◆ Task instructions ◆
Range to output from the entries below: the line containing "let recommendations = self.generate(result).await?;" through the line containing "on repository failures.". Set it down exactly, ends included, nothing else.

◆ Stored data entries ◆

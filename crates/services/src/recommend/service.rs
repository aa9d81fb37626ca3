use std::sync::Arc;

use quiz_core::model::{RecommendationResult, SessionId, SessionResult};
use storage::repository::{RecommendationRepository, SessionRepository};

use super::engine::RecommendationEngine;
use crate::error::RecommendError;

/// Feeds the engine with stored history and keeps its output.
#[derive(Clone)]
pub struct RecommendationService {
    engine: RecommendationEngine,
    sessions: Arc<dyn SessionRepository>,
    recommendations: Arc<dyn RecommendationRepository>,
    history_window: u32,
}

impl RecommendationService {
    pub const DEFAULT_HISTORY_WINDOW: u32 = 20;

    #[must_use]
    pub fn new(
        engine: RecommendationEngine,
        sessions: Arc<dyn SessionRepository>,
        recommendations: Arc<dyn RecommendationRepository>,
    ) -> Self {
        Self {
            engine,
            sessions,
            recommendations,
            history_window: Self::DEFAULT_HISTORY_WINDOW,
        }
    }

    #[must_use]
    pub fn engine(&self) -> &RecommendationEngine {
        &self.engine
    }

    /// Rank the finalized `result` against the learner's stored history.
    ///
    /// An unreadable history only costs the trend lines; it is logged and
    /// the ranking proceeds without it.
    ///
    /// # Errors
    ///
    /// Returns `RecommendError` if the ranked items are malformed.
    pub async fn generate(
        &self,
        result: &SessionResult,
    ) -> Result<RecommendationResult, RecommendError> {
        let history = match self
            .sessions
            .list_history(result.user_id(), self.history_window)
            .await
        {
            Ok(history) => history,
            Err(e) => {
                tracing::warn!(
                    user_id = %result.user_id(),
                    error = %e,
                    "history unavailable, ranking without trends"
                );
                Vec::new()
            }
        };
        self.engine.recommend(result, &history).await
    }

    /// Store recommendations, replacing any earlier set for the session.
    ///
    /// # Errors
    ///
    /// Returns `RecommendError::Storage` if the write fails or the session
    /// was never stored.
    pub async fn save(&self, recommendations: &RecommendationResult) -> Result<(), RecommendError> {
        self.recommendations
            .replace_recommendations(recommendations)
            .await?;
        Ok(())
    }

    /// Generate then save; the generated set is returned even when saving fails.
    ///
    /// # Errors
    ///
    /// Returns `RecommendError` from generation. A failed save is logged and
    /// reported through the second tuple element.
    pub async fn generate_and_save(
        &self,
        result: &SessionResult,
    ) -> Result<(RecommendationResult, Option<RecommendError>), RecommendError> {
        let recommendations = self.generate(result).await?;
        let save_error = match self.save(&recommendations).await {
            Ok(()) => None,
            Err(e) => {
                tracing::warn!(
                    session_id = %result.session_id(),
                    error = %e,
                    "failed to store recommendations"
                );
                Some(e)
            }
        };
        Ok((recommendations, save_error))
    }

    /// # Errors
    ///
    /// Returns `RecommendError::Storage` on repository failures.
    pub async fn stored(
        &self,
        session_id: SessionId,
    ) -> Result<Option<RecommendationResult>, RecommendError> {
        Ok(self.recommendations.get_recommendations(session_id).await?)
    }
}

◆ Completed exercise ◆
        let recommendations = self.generate(result).await?;
        let save_error = match self.save(&recommendations).await {
            Ok(()) => None,
            Err(e) => {
                tracing::warn!(
                    session_id = %result.session_id(),
                    error = %e,
                    "failed to store recommendations"
                );
                Some(e)
            }
        };
        Ok((recommendations, save_error))
    }

    /// # Errors
    ///
    /// Returns `RecommendError::Storage` on repository failures.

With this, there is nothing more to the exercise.